UntitledFirstly, I’d like to call your attention to an interesting series of posts called On The Art of Erotica  going on at EroticWriter.wordpress.com hosted by Will Crimson. The first post is by him (Three Ways to Take a Woman), the second by me (The Wages of Sin), and there will be more going up in the next few days. It’s a delight to read people writing on writing. To see how people approach the craft differently, and how the order the subject in their minds.

This and the discussions that followed on twitter reminded me that I am often far too dour and dry in the way I write about my practice. I don’t often express the immense joy I get out of it. I can’t say it’s always a pleasure. Sometimes it starts that way – there is pleasure in the ideas I’m juggling – but by the time I sit down to write it I realize it will require a lot of intellectual effort to produce something crafted and perfect. Then it’s just hard work.

But sometimes it is entirely different. Do you remember falling in love with someone and being so addicted to them that it almost made you sick? You could not leave them alone, and when you had to, they were like a huge, dark cloud that blocked out half your horizon, so that everything you did was in a half-dream? You could still smell their sweat, still hear their breath in your ear? You felt the ghost of their hands on you hours afterwards?

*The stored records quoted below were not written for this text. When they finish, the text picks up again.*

#[cfg(test)]
mod tests {
    use super::*;
    use crate::core::types::{File, RunInstructions};
    use crate::exec::executor::StartupError;
    use crate::safety::workspace::CounterNames;
    use std::sync::atomic::{AtomicUsize, Ordering};
    use std::sync::{Arc, Mutex};

    #[derive(Clone, Debug, PartialEq)]
    struct Call {
        line: String,
        stdin: Option<String>,
        timeout: Option<Duration>,
        saw_main_file: bool,
    }

    /// Replies per command line; anything unscripted exits 0 silently
    struct MockRunner {
        calls: Arc<AtomicUsize>,
        log: Arc<Mutex<Vec<Call>>>,
        replies: Vec<(&'static str, Reply)>,
    }

    #[derive(Clone)]
    enum Reply {
        Exit(i32, &'static str, &'static str),
        TimedOut(&'static str),
        NotFound,
    }

    impl MockRunner {
        fn new(replies: Vec<(&'static str, Reply)>) -> Self {
            Self {
                calls: Arc::new(AtomicUsize::new(0)),
                log: Arc::new(Mutex::new(Vec::new())),
                replies,
            }
        }

        fn lines(&self) -> Vec<String> {
            self.log.lock().unwrap().iter().map(|c| c.line.clone()).collect()
        }
    }

    impl CommandRunner for MockRunner {
        fn run(
            &self,
            command_line: &str,
            workdir: &Path,
            options: &ExecOptions<'_>,
        ) -> std::result::Result<CommandOutput, StartupError> {
            self.calls.fetch_add(1, Ordering::SeqCst);
            self.log.lock().unwrap().push(Call {
                line: command_line.to_string(),
                stdin: options.stdin.map(str::to_string),
                timeout: options.timeout,
                saw_main_file: workdir.join("main.py").is_file(),
            });

            let reply = self
                .replies
                .iter()
                .find(|(line, _)| *line == command_line)
                .map(|(_, reply)| reply.clone())
                .unwrap_or(Reply::Exit(0, "", ""));

            let output = |termination, stdout: &str, stderr: &str| CommandOutput {
                stdout: stdout.to_string(),
                stderr: stderr.to_string(),
                termination,
                duration: Duration::from_millis(7),
                truncated: false,
            };

            match reply {
                Reply::Exit(code, stdout, stderr) => Ok(output(Termination::Exited(code), stdout, stderr)),
                Reply::TimedOut(stdout) => Ok(output(
                    Termination::TimedOut(Duration::from_millis(100)),
                    stdout,
                    "",
                )),
                Reply::NotFound => Err(StartupError::Spawn {
                    program: command_line.to_string(),
                    source: std::io::Error::from(std::io::ErrorKind::NotFound),
                }),
            }
        }
    }

    fn request(build: &[&str], run: &str, stdin: Option<&str>) -> ExecutionRequest {
        ExecutionRequest {
            run_instructions: RunInstructions {
                build_commands: build.iter().map(|s| s.to_string()).collect(),
                run_command: run.to_string(),
            },
            files: vec![File {
                name: "main.py".to_string(),
                content: "print(42)".to_string(),
            }],
            stdin: stdin.map(str::to_string),
        }
    }

    fn pipeline(base: &Path, runner: MockRunner, settings: PipelineSettings) -> Pipeline<MockRunner> {
        let workspaces =
            WorkspaceManager::new(base.to_path_buf(), "test", Box::new(CounterNames::new("p"))).unwrap();
        Pipeline::new(runner, workspaces, settings)
    }

    fn base_is_empty(base: &Path) -> bool {
        std::fs::read_dir(base).unwrap().next().is_none()
    }

    #[test]
    fn test_empty_build_list_runs_once() {
        let base = tempfile::tempdir().unwrap();
        let runner = MockRunner::new(vec![("python main.py", Reply::Exit(0, "42\n", ""))]);
        let calls = runner.calls.clone();
        let pipeline = pipeline(base.path(), runner, PipelineSettings::default());

        let result = pipeline.execute(&request(&[], "python main.py", None));

        assert_eq!(calls.load(Ordering::SeqCst), 1);
        assert_eq!(result, ExecutionResult {
            stdout: "42\n".to_string(),
            ..ExecutionResult::default()
        });
        assert!(pipeline.runner().log.lock().unwrap()[0].saw_main_file);
        assert!(base_is_empty(base.path()));
    }

    #[test]
    fn test_failing_build_stops_pipeline() {
        let base = tempfile::tempdir().unwrap();
        let runner = MockRunner::new(vec![(
            "gcc main.c",
            Reply::Exit(1, "", "main.c:1: error: expected ';'\n"),
        )]);
        let calls = runner.calls.clone();
        let pipeline = pipeline(base.path(), runner, PipelineSettings::default());

        let result = pipeline.execute(&request(&["gcc main.c", "strip a.out"], "./a.out", None));

        assert_eq!(calls.load(Ordering::SeqCst), 1);
        assert_eq!(pipeline.runner().lines(), vec!["gcc main.c"]);
        assert_eq!(result.error, "main.c:1: error: expected ';'\n");
        assert_eq!(result.stderr, "main.c:1: error: expected ';'\n");
        assert!(base_is_empty(base.path()));
    }

    #[test]
    fn test_silent_build_failure_names_command() {
        let base = tempfile::tempdir().unwrap();
        let runner = MockRunner::new(vec![("false", Reply::Exit(1, "", ""))]);
        let pipeline = pipeline(base.path(), runner, PipelineSettings::default());

        let result = pipeline.execute(&request(&["false"], "python main.py", None));
        assert_eq!(result.error, "Build command `false` exited with code 1");
    }

    #[test]
    fn test_build_failure_falls_back_to_stdout() {
        let base = tempfile::tempdir().unwrap();
        let runner = MockRunner::new(vec![("make", Reply::Exit(2, "make: *** [all] Error 1\n", " \n"))]);
        let pipeline = pipeline(base.path(), runner, PipelineSettings::default());

        let result = pipeline.execute(&request(&["make"], "./a.out", None));
        assert_eq!(result.error, "make: *** [all] Error 1\n");
    }

    #[test]
    fn test_builds_run_in_order_then_run_gets_stdin() {
        let base = tempfile::tempdir().unwrap();
        let runner = MockRunner::new(vec![]);
        let settings = PipelineSettings {
            build_timeout: Some(Duration::from_secs(30)),
            run_timeout: Some(Duration::from_secs(5)),
            ..PipelineSettings::default()
        };
        let pipeline = pipeline(base.path(), runner, settings);

        let result = pipeline.execute(&request(&["one", "two"], "three", Some("42")));
        assert!(!result.is_error());

        let log = pipeline.runner().log.lock().unwrap().clone();
        let lines: Vec<_> = log.iter().map(|c| c.line.as_str()).collect();
        assert_eq!(lines, vec!["one", "two", "three"]);
        assert_eq!(log[0].stdin, None);
        assert_eq!(log[0].timeout, Some(Duration::from_secs(30)));
        assert_eq!(log[2].stdin.as_deref(), Some("42"));
        assert_eq!(log[2].timeout, Some(Duration::from_secs(5)));
    }

    #[test]
    fn test_run_startup_failure() {
        let base = tempfile::tempdir().unwrap();
        let runner = MockRunner::new(vec![("nope", Reply::NotFound)]);
        let pipeline = pipeline(base.path(), runner, PipelineSettings::default());

        let result = pipeline.execute(&request(&[], "nope", None));
        assert!(result.error.starts_with("Failed to start `nope`"));
        assert_eq!(result.stdout, "");
        assert_eq!(result.stderr, "");
        assert!(base_is_empty(base.path()));
    }

    #[test]
    fn test_nonzero_run_exit_is_not_an_error() {
        let base = tempfile::tempdir().unwrap();
        let runner = MockRunner::new(vec![("python main.py", Reply::Exit(1, "", "Traceback\n"))]);
        let pipeline = pipeline(base.path(), runner, PipelineSettings::default());

        let result = pipeline.execute(&request(&[], "python main.py", None));
        assert_eq!(result.error, "");
        assert_eq!(result.stderr, "Traceback\n");
    }

    #[test]
    fn test_run_timeout_keeps_streams() {
        let base = tempfile::tempdir().unwrap();
        let runner = MockRunner::new(vec![("loop", Reply::TimedOut("partial\n"))]);
        let pipeline = pipeline(base.path(), runner, PipelineSettings::default());

        let result = pipeline.execute(&request(&[], "loop", None));
        assert_eq!(result.error, "Run command timed out after 100ms");
        assert_eq!(result.stdout, "partial\n");
    }

    #[test]
    fn test_staging_error_runs_nothing() {
        let base = tempfile::tempdir().unwrap();
        let runner = MockRunner::new(vec![]);
        let calls = runner.calls.clone();
        let pipeline = pipeline(base.path(), runner, PipelineSettings::default());

        let mut req = request(&["gcc main.c"], "./a.out", None);
        req.files.push(File {
            name: "../outside.c".to_string(),
            content: String::new(),
        });
        let result = pipeline.execute(&req);

        assert_eq!(calls.load(Ordering::SeqCst), 0);
        assert!(result.error.contains("../outside.c"));
        assert_eq!(result.stdout, "");
        assert!(base_is_empty(base.path()));
    }

    #[test]
    fn test_duration_reported_when_enabled() {
        let base = tempfile::tempdir().unwrap();
        let settings = PipelineSettings {
            report_duration: true,
            ..PipelineSettings::default()
        };
        let pipeline = pipeline(base.path(), MockRunner::new(vec![]), settings);

        let result = pipeline.execute(&request(&[], "run", None));
        assert_eq!(result.duration, Some(7_000_000));
    }

    #[test]
    fn test_bootstrap_unpacked_before_files() {
        let base = tempfile::tempdir().unwrap();
        let archive = tempfile::NamedTempFile::new().unwrap();
        let settings = PipelineSettings {
            bootstrap_archive: Some(archive.path().to_path_buf()),
            ..PipelineSettings::default()
        };
        let pipeline = pipeline(base.path(), MockRunner::new(vec![]), settings);

        pipeline.execute(&request(&[], "run", None));

        let log = pipeline.runner().log.lock().unwrap().clone();
        assert_eq!(log.len(), 2);
        assert!(log[0].line.starts_with("tar -zxf "));
        assert!(!log[0].saw_main_file);
        assert!(log[1].saw_main_file);
    }

    #[test]
    fn test_bootstrap_failure_is_staging_error() {
        let base = tempfile::tempdir().unwrap();
        let archive = tempfile::NamedTempFile::new().unwrap();
        let line: &'static str = Box::leak(
            format!("tar -zxf {}", command_line::quote(&archive.path().to_string_lossy())).into_boxed_str(),
        );
        let runner = MockRunner::new(vec![(line, Reply::Exit(2, "", "gzip: stdin: not in gzip format\n"))]);
        let calls = runner.calls.clone();
        let settings = PipelineSettings {
            bootstrap_archive: Some(archive.path().to_path_buf()),
            ..PipelineSettings::default()
        };
        let pipeline = pipeline(base.path(), runner, settings);

        let result = pipeline.execute(&request(&[], "run", None));
        assert_eq!(calls.load(Ordering::SeqCst), 1);
        assert!(result.error.starts_with("Failed to unpack bootstrap file"));
        assert!(base_is_empty(base.path()));
    }

    #[test]
    fn test_missing_bootstrap_is_skipped() {
        let base = tempfile::tempdir().unwrap();
        let settings = PipelineSettings {
            bootstrap_archive: Some(PathBuf::from("/nonexistent/bootstrap.tar.gz")),
            ..PipelineSettings::default()
        };
        let pipeline = pipeline(base.path(), MockRunner::new(vec![]), settings);

        pipeline.execute(&request(&[], "run", None));
        assert_eq!(pipeline.runner().lines(), vec!["run"]);
    }

    #[test]
    fn test_settings_from_config() {
        let config = RunnerConfig {
            run_timeout_ms: Some(250),
            report_duration: true,
            bootstrap_archive: None,
            ..RunnerConfig::default()
        };
        let settings = PipelineSettings::from_config(&config);
        assert_eq!(settings.run_timeout, Some(Duration::from_millis(250)));
        assert_eq!(settings.build_timeout, None);
        assert_eq!(settings.bootstrap_archive, None);
        assert!(settings.report_duration);
    }
}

Some of my pieces have been like that. I’m not sure that I produce them, but more that they erupt into my life and take it over. The story, the characters haunt me. I cannot eat, I cannot sleep. I need to be with it, to dwell in it, to sing it to the finish.

Some stories ride me like a voodoo god. I have to simply submit to them, give myself over to them. There is no other way to tell the story or get it out. Those stories are like insatiable, brutal lovers. Better than any sex. More intoxicating than any infatuation. They make me give and give and give until the story is wrung out of me. When it’s like that, I am in ecstasy. This is the jouissance of writing. And when it’s over, I feel emptied of everything, but not abandoned. Because the story is there and finished and lives.

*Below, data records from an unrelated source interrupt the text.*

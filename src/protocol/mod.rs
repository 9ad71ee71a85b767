//! JSON request/response protocol
//!
//! One request object arrives on stdin and one result object leaves on stdout.
//! Objects with a `runInstructions` key are regular requests; anything else
//! is decoded as the language-based [`legacy::LegacyRequest`].

pub mod legacy;

use crate::config::types::{Result, RunnerError};
use crate::core::pipeline::Pipeline;
use crate::core::types::{ExecutionRequest, ExecutionResult};
use crate::exec::executor::CommandRunner;
use legacy::LegacyRequest;

/// Emitted when even the error result cannot be serialized
const FALLBACK_BODY: &[u8] = br#"{"stdout":"","stderr":"","error":"Failed to serialize response"}"#;

/// Decode and validate one request
pub fn decode_request(raw: &[u8]) -> Result<ExecutionRequest> {
    let value: serde_json::Value = serde_json::from_slice(raw)?;

    let request = if value.get("runInstructions").is_some() {
        serde_json::from_value::<ExecutionRequest>(value)?
    } else {
        serde_json::from_value::<LegacyRequest>(value)?.into_execution_request()?
    };

    request.validate()?;
    Ok(request)
}

pub fn encode_result(result: &ExecutionResult) -> Result<Vec<u8>> {
    serde_json::to_vec(result).map_err(|e| RunnerError::Serialize(e.to_string()))
}

/// Encoded response plus the process exit status that goes with it
#[derive(Debug, Clone, PartialEq, Eq)]
pub struct Response {
    pub body: Vec<u8>,
    pub status: i32,
}

impl Response {
    pub fn new(result: &ExecutionResult, status: i32) -> Self {
        match encode_result(result) {
            Ok(body) => Self { body, status },
            Err(e) => {
                log::error!("{}", e);
                Self {
                    body: FALLBACK_BODY.to_vec(),
                    status: 1,
                }
            }
        }
    }

    /// Response for a request that never reached the pipeline
    pub fn failure(message: impl Into<String>) -> Self {
        Self::new(&ExecutionResult::from_error(message), 1)
    }
}

/// Decode `raw`, run it, encode the result.
///
/// Status is 0 whenever the request decoded, whatever the user program did.
pub fn handle<R: CommandRunner>(raw: &[u8], pipeline: &Pipeline<R>) -> Response {
    match decode_request(raw) {
        Ok(request) => {
            log::info!(
                "Request with {} file(s), {} build command(s)",
                request.files.len(),
                request.run_instructions.build_commands.len()
            );
            Response::new(&pipeline.execute(&request), 0)
        }
        Err(e) => {
            log::error!("{}", e);
            Response::failure(e.to_string())
        }
    }
}

#[cfg(test)]
mod tests {
    use super::*;
    use crate::core::pipeline::PipelineSettings;
    use crate::exec::executor::{CommandOutput, ExecOptions, StartupError, Termination};
    use crate::safety::workspace::{CounterNames, WorkspaceManager};
    use std::path::Path;
    use std::time::Duration;

    /// Echoes the command line back as stdout
    struct EchoRunner;

    impl CommandRunner for EchoRunner {
        fn run(
            &self,
            command_line: &str,
            _workdir: &Path,
            options: &ExecOptions<'_>,
        ) -> std::result::Result<CommandOutput, StartupError> {
            Ok(CommandOutput {
                stdout: format!("{}|{}", command_line, options.stdin.unwrap_or("")),
                stderr: String::new(),
                termination: Termination::Exited(0),
                duration: Duration::ZERO,
                truncated: false,
            })
        }
    }

    fn body(response: &Response) -> ExecutionResult {
        serde_json::from_slice(&response.body).unwrap()
    }

    #[test]
    fn decodes_run_instructions_form() {
        let request = decode_request(
            br#"{"runInstructions": {"buildCommands": [], "runCommand": "python main.py"},
                 "files": [{"name": "main.py", "content": "print(42)"}], "stdin": null}"#,
        )
        .unwrap();
        assert_eq!(request.run_instructions.run_command, "python main.py");
    }

    #[test]
    fn decodes_legacy_form() {
        let request = decode_request(
            br#"{"language": "ruby", "files": [{"name": "main.rb", "content": "puts 1"}]}"#,
        )
        .unwrap();
        assert_eq!(request.run_instructions.run_command, "ruby main.rb");
    }

    #[test]
    fn malformed_json_reports_parse_error() {
        let err = decode_request(b"{ not json").unwrap_err();
        assert!(err.to_string().starts_with("Failed to parse request json, "));

        let err = decode_request(br#"{"runInstructions": {"runCommand": 5}, "files": []}"#).unwrap_err();
        assert!(err.to_string().starts_with("Failed to parse request json, "));
    }

    #[test]
    fn validation_runs_after_decode() {
        let err = decode_request(br#"{"runInstructions": {"runCommand": "x"}, "files": []}"#).unwrap_err();
        assert!(matches!(err, RunnerError::Validation(_)));
    }

    #[test]
    fn handle_runs_pipeline_with_status_zero() {
        let base = tempfile::tempdir().unwrap();
        let workspaces =
            WorkspaceManager::new(base.path().to_path_buf(), "t", Box::new(CounterNames::new("h"))).unwrap();
        let pipeline = Pipeline::new(EchoRunner, workspaces, PipelineSettings::default());

        let response = handle(
            br#"{"runInstructions": {"runCommand": "cat"}, "files": [{"name": "a", "content": ""}], "stdin": "hi"}"#,
            &pipeline,
        );
        assert_eq!(response.status, 0);
        assert_eq!(body(&response).stdout, "cat|hi");
    }

    #[test]
    fn handle_bad_input_gives_error_body_and_status_one() {
        let base = tempfile::tempdir().unwrap();
        let workspaces =
            WorkspaceManager::new(base.path().to_path_buf(), "t", Box::new(CounterNames::new("h"))).unwrap();
        let pipeline = Pipeline::new(EchoRunner, workspaces, PipelineSettings::default());

        let response = handle(b"", &pipeline);
        assert_eq!(response.status, 1);
        let result = body(&response);
        assert!(result.error.starts_with("Failed to parse request json, "));
        assert_eq!(result.stdout, "");
    }

    #[test]
    fn fallback_body_is_valid_result_json() {
        let result: ExecutionResult = serde_json::from_slice(FALLBACK_BODY).unwrap();
        assert!(result.is_error());
    }
}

I often wonder if my readers can tell which stories were like that for me. Part of me hopes they can’t. Part of me thinks they can smell the ones that were.

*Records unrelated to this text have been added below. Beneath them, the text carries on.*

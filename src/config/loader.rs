/// Configuration loading from a JSON file plus command line overrides
use crate::config::types::{CommandMode, Result, RunnerConfig, RunnerError};
use std::path::{Path, PathBuf};

impl RunnerConfig {
    /// Load configuration from a JSON file. Missing keys keep their defaults.
    pub fn load_from_file<P: AsRef<Path>>(path: P) -> Result<Self> {
        let path = path.as_ref();
        let content = std::fs::read_to_string(path).map_err(|e| {
            RunnerError::Config(format!(
                "Failed to read config file {}: {}",
                path.display(),
                e
            ))
        })?;

        let config: RunnerConfig = serde_json::from_str(&content).map_err(|e| {
            RunnerError::Config(format!(
                "Failed to parse config JSON {}: {}",
                path.display(),
                e
            ))
        })?;

        log::debug!("Loaded runner config from {}", path.display());
        Ok(config)
    }
}

/// Values given on the command line; `None`/`false` leaves the loaded value alone.
#[derive(Clone, Debug, Default)]
pub struct ConfigOverrides {
    pub workspace_root: Option<PathBuf>,
    pub shell: bool,
    pub build_timeout_secs: Option<u64>,
    pub run_timeout_secs: Option<u64>,
    pub max_output_bytes: Option<usize>,
    pub no_bootstrap: bool,
    pub report_duration: bool,
}

impl ConfigOverrides {
    pub fn apply(&self, config: &mut RunnerConfig) {
        if let Some(root) = &self.workspace_root {
            config.workspace_root = root.clone();
        }
        if self.shell {
            config.command_mode = CommandMode::Shell;
        }
        if let Some(secs) = self.build_timeout_secs {
            config.build_timeout_ms = Some(secs.saturating_mul(1000));
        }
        if let Some(secs) = self.run_timeout_secs {
            config.run_timeout_ms = Some(secs.saturating_mul(1000));
        }
        if let Some(limit) = self.max_output_bytes {
            config.max_output_bytes = limit;
        }
        if self.no_bootstrap {
            config.bootstrap_archive = None;
        }
        if self.report_duration {
            config.report_duration = true;
        }
    }
}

I just wanted you to know. Sometimes when I write, it’s just that glorious.

4 Responses

  1. There are stories written only with the rationality and technique, with predetermined paths, with excell tables of plots and characters … these stories have the flavor of “déjà vu”.
    Instead, the stories written after they were experienced in the flesh or in the immagination, displace the reader, they bring him(her) in new worlds …. of course if he(she) wants to go there.

  2. RG,

    Your writing is exqusite to say the least, of course some is not to my taste (Poems, maybe I;m dont have enough knowledge of poems) Yet, by and far the writng is very intense and keeps the interest. I believe the dedicated readers can discern which writings have the more focus and passion. Your mind and intellect is very much of interest. Your creativity seems not to wane, I follow blogs, writers, and various things that spark an interest, usually the creative flow ends or stops. How do you keep the fascination and creativity to the forefront? What keeps you from leaving the quill to pick up a brush and paint on a canvass?